** Opening Provided information block **
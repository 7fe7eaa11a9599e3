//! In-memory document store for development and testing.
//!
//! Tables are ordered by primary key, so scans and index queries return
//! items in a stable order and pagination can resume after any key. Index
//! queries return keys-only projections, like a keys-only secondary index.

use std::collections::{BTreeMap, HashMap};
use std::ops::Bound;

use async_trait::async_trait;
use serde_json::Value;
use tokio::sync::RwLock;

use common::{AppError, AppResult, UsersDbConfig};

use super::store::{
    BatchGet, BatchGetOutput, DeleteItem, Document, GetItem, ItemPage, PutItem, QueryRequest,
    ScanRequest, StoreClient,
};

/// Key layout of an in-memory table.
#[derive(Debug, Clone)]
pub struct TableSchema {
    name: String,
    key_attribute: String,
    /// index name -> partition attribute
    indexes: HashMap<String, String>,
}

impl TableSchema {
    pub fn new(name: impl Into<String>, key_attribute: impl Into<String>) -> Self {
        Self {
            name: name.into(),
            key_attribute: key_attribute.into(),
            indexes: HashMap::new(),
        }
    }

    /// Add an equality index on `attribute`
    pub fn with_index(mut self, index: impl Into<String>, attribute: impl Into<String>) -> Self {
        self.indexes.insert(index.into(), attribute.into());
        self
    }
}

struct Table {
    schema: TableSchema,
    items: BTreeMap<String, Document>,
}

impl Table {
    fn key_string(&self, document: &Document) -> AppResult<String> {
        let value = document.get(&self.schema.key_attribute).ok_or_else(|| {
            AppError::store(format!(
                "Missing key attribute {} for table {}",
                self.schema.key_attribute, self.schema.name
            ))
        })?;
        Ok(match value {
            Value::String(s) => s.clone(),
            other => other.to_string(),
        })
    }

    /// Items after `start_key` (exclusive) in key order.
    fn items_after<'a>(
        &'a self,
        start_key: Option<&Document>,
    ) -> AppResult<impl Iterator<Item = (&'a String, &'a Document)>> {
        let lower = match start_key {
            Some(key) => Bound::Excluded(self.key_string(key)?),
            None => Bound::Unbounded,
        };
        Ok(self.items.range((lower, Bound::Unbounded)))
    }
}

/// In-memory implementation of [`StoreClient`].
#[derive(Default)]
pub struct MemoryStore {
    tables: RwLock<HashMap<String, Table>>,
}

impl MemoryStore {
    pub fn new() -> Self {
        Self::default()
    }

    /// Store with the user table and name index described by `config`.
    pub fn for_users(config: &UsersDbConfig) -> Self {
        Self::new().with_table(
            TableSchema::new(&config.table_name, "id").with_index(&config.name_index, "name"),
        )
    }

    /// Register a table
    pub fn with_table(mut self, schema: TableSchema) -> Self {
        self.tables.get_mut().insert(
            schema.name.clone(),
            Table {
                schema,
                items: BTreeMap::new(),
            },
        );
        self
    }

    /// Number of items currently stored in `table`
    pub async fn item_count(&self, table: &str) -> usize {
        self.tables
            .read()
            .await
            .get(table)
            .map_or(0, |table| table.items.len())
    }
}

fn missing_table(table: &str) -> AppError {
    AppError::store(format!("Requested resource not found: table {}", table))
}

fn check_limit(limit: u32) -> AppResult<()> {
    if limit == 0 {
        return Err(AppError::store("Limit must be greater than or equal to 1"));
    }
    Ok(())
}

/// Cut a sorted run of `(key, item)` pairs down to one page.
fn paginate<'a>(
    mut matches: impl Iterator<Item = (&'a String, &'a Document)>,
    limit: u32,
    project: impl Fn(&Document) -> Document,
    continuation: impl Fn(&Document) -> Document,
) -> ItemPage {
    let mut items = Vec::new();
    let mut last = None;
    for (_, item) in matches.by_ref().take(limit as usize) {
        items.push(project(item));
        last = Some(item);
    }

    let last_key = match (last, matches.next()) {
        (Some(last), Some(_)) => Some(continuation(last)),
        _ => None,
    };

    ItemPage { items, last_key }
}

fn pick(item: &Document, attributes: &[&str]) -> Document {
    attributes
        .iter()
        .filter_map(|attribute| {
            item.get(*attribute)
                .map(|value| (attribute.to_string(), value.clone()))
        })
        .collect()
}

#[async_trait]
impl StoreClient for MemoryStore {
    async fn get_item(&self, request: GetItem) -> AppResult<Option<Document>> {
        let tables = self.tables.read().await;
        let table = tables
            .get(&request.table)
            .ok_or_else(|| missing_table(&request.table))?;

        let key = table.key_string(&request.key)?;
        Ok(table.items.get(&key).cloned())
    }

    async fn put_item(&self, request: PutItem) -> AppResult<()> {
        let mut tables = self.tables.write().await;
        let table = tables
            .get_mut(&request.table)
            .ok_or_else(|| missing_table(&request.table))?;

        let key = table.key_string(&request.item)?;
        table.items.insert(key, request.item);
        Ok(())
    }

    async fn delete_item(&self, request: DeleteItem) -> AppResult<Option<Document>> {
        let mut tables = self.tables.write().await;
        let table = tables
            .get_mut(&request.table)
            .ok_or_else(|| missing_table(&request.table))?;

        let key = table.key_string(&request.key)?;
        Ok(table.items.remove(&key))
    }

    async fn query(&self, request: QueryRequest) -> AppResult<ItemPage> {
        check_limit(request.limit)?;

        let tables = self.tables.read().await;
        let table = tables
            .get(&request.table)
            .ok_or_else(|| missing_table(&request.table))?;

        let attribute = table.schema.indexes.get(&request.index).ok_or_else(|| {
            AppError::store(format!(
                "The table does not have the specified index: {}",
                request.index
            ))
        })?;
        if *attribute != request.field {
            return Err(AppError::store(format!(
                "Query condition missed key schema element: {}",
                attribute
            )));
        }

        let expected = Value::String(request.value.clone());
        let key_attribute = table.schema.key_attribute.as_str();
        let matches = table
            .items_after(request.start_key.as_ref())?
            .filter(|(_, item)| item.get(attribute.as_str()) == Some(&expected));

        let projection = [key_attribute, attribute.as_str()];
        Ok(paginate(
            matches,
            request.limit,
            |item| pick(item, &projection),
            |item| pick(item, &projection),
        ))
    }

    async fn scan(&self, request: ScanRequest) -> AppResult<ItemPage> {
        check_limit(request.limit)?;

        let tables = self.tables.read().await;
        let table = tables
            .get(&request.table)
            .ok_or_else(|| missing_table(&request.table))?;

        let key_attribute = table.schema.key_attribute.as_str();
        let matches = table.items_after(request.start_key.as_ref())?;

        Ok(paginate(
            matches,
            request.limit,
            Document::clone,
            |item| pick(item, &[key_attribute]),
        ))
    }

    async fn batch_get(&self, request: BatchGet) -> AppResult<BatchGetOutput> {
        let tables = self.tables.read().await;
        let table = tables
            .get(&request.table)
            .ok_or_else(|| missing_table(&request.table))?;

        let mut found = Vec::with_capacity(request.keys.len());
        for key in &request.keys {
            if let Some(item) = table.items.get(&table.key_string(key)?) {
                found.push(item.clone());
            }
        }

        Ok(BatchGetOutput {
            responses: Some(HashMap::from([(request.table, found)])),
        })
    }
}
** Closing Provided information block **
Aim of the exercise
Transcribe the material exactly, stopping after the "any key. Index" line.

Exercise answer
repository 7fe7eaa11a9599e3
//! In-memory document store for development and testing.
//!
//! Tables are ordered by primary key, so scans and index queries return
//! items in a stable order and pagination can resume after any key. Index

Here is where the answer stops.